In order to determine the density gradient along the tube fractions the unloaded gradients were used. The buoyant density of each fraction was determined by repeated weighing of 100 µl per fraction at 20°C (at least 10 measured values). For the substrate SIP experiments gradients loaded with DNA for bacterial analyses (see 2.5.7.6, 2.5.12.2, 2.5.13.1) ranged in general from 1.750 ± 0.003 g ml^-1 to 1.697 ± 0.007 g ml^-1 and for fungal analyses (see 2.5.7.6, 2.5.12.2, 2.5.13.1) from 1.750 ± 0.004 g ml^-1 to 1.696 ± 0.004 g ml^-1. For the pH shift SIP experiment gradients ranged in general from 1.744 ± 0.004 g ml^-1 to 1.699 ± 0.004 g ml^-1. For the methanol/chloromethane SIP experiment gradients ranged in general from 1.747 ± 0.004 g ml^-1 to 1.700 ± 0.002 g ml^-1.

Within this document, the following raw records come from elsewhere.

//! hyprlua CLI
//!
//! Inspection tool for hyprlua settings and the Hyprland event stream.

use std::io::Read;
use std::os::unix::net::UnixStream;
use std::path::{Path, PathBuf};

use clap::{Parser, Subcommand};
use miette::{IntoDiagnostic, WrapErr};

#[derive(Parser, Debug)]
#[command(name = "hyprlua")]
#[command(about = "Lua configuration tool for Hyprland")]
#[command(version)]
struct Cli {
    /// Path to the settings file
    #[arg(short, long)]
    settings: Option<String>,

    #[command(subcommand)]
    command: Commands,
}

#[derive(Subcommand, Debug)]
enum Commands {
    /// Validate the settings file
    Validate,

    /// Print Hyprland events as they arrive
    Listen {
        /// Event socket (discovered from the environment by default)
        #[arg(long)]
        socket: Option<String>,

        /// Only print these events (repeatable)
        #[arg(short, long = "event")]
        events: Vec<String>,
    },

    /// Show the resolved settings, script and socket paths
    Paths,
}

fn main() -> miette::Result<()> {
    tracing_subscriber::fmt()
        .with_env_filter(
            tracing_subscriber::EnvFilter::try_from_default_env()
                .unwrap_or_else(|_| tracing_subscriber::EnvFilter::new("warn")),
        )
        .init();

    let cli = Cli::parse();

    let settings_path = cli
        .settings
        .as_deref()
        .map(expand)
        .unwrap_or_else(hyprlua_config::default_settings_path);

    match cli.command {
        Commands::Validate => cmd_validate(&settings_path),
        Commands::Listen { socket, events } => cmd_listen(socket.as_deref().map(expand), &events),
        Commands::Paths => cmd_paths(&settings_path),
    }
}

fn expand(path: &str) -> PathBuf {
    shellexpand::tilde(path).into_owned().into()
}

fn cmd_validate(settings_path: &Path) -> miette::Result<()> {
    println!("Validating settings: {}", settings_path.display());

    let settings = hyprlua_config::parse_settings(settings_path)?;

    println!("Settings are valid!");
    println!("  Script: {}", settings.script.display());
    if let Some(dir) = &settings.modules_dir {
        println!("  Modules: {}", dir.display());
    }
    println!("  Log level: {}", settings.global.log_level.as_filter());
    println!(
        "  Watch: debounce {}ms, poll every {}ms",
        settings.watch.debounce.as_millis(),
        settings.watch.poll_interval.as_millis()
    );
    println!(
        "  Notifications: {}",
        if settings.notifications.enabled {
            "on"
        } else {
            "off"
        }
    );
    if !settings.script.exists() {
        println!("  warning: {} does not exist", settings.script.display());
    }
    Ok(())
}

fn cmd_listen(socket: Option<PathBuf>, events: &[String]) -> miette::Result<()> {
    let path = match socket {
        Some(path) => path,
        None => hyprlua_config::event_socket_path()?,
    };

    let mut stream = UnixStream::connect(&path)
        .into_diagnostic()
        .wrap_err_with(|| format!("Failed to connect to {}", path.display()))?;
    eprintln!("Listening on {}", path.display());

    let mut buffer = [0u8; 1024];
    loop {
        let n = match stream.read(&mut buffer) {
            Ok(0) => {
                eprintln!("Hyprland closed the connection");
                return Ok(());
            }
            Ok(n) => n,
            Err(e) if e.kind() == std::io::ErrorKind::Interrupted => continue,
            Err(e) => return Err(e).into_diagnostic(),
        };

        match format_message(&buffer[..n], events) {
            Some(line) => println!("{}", line),
            None => tracing::debug!("Skipped {:?}", String::from_utf8_lossy(&buffer[..n])),
        }
    }
}

/// Render one socket message as `event >> payload`
///
/// Returns `None` for messages without a `>>` delimiter and for events
/// outside `filter` (an empty filter lets everything through).
fn format_message(chunk: &[u8], filter: &[String]) -> Option<String> {
    let text = String::from_utf8_lossy(chunk);
    let text = text.strip_suffix('\n').unwrap_or(&text[..]);
    let (event, payload) = text.split_once(">>")?;
    if !filter.is_empty() && !filter.iter().any(|name| name == event) {
        return None;
    }
    Some(format!("{} >> {}", event, payload))
}

fn cmd_paths(settings_path: &Path) -> miette::Result<()> {
    let settings = hyprlua_config::load_settings(settings_path)?;

    println!("Settings: {}", settings_path.display());
    println!("Script:   {}", settings.script.display());
    if let Some(dir) = &settings.modules_dir {
        println!("Modules:  {}", dir.display());
    }

    let event_socket = match &settings.socket {
        Some(path) => Ok(path.clone()),
        None => hyprlua_config::event_socket_path(),
    };
    match event_socket {
        Ok(path) => println!("Events:   {}", path.display()),
        Err(e) => println!("Events:   <{}>", e),
    }
    match hyprlua_config::request_socket_path() {
        Ok(path) => println!("Requests: {}", path.display()),
        Err(e) => println!("Requests: <{}>", e),
    }
    Ok(())
}

#[cfg(test)]
mod tests {
    use super::*;

    #[test]
    fn test_format_message() {
        assert_eq!(
            format_message(b"workspace>>3\n", &[]),
            Some("workspace >> 3".to_string())
        );
    }

    #[test]
    fn test_format_message_without_delimiter() {
        assert_eq!(format_message(b"nodata", &[]), None);
    }

    #[test]
    fn test_format_message_filter() {
        let filter = vec!["closewindow".to_string()];
        assert_eq!(format_message(b"workspace>>3", &filter), None);
        assert_eq!(
            format_message(b"closewindow>>0xdeadbeef", &filter),
            Some("closewindow >> 0xdeadbeef".to_string())
        );
    }

    #[test]
    fn test_validate_reports_bad_settings() {
        let dir = tempfile::tempdir().unwrap();
        let path = dir.path().join("hyprlua.kdl");
        std::fs::write(&path, "watch {\n    debounce-ms 0\n}\n").unwrap();

        assert!(cmd_validate(&path).is_err());
    }

    #[test]
    fn test_validate_accepts_minimal_settings() {
        let dir = tempfile::tempdir().unwrap();
        let path = dir.path().join("hyprlua.kdl");
        std::fs::write(&path, "script \"/tmp/hyprland.lua\"\n").unwrap();

        assert!(cmd_validate(&path).is_ok());
    }
}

Fractions 1 to 10 were used for DNA precipitation and further analyses. The DNA was precipitated with glycogen (10 mg ml^-1) and polyethylenglycol (see 2.5.3.1) and quantified with Quant-iT-Pico Green (Invitrogen, Carlsbad, CA, USA) (see 2.5.4.2).

Fractions 1 to 10 were separately pooled into ‘heavy’ (i.e., all fractions with a buoyant density

≥ 1.730 g ml^-1), ‘middle’ (i.e., all fractions with a buoyant density between 1.730 and 1.715 g ml^-1), and ‘light’ (i.e., all fractions with a buoyant density ≤ 1.715 g ml^-1) fractions. This was in agreement with reported buoyant densities for non-labelled native DNA (i.e., 1.69 - 1.725 g ml^-1 [Carter et al., 1983; Lueders et al., 2004]) and the comparison of T-RFLP patterns of all fractions of [¹²C]- and [¹³C₁]-methanol treatments (see 3.6.2).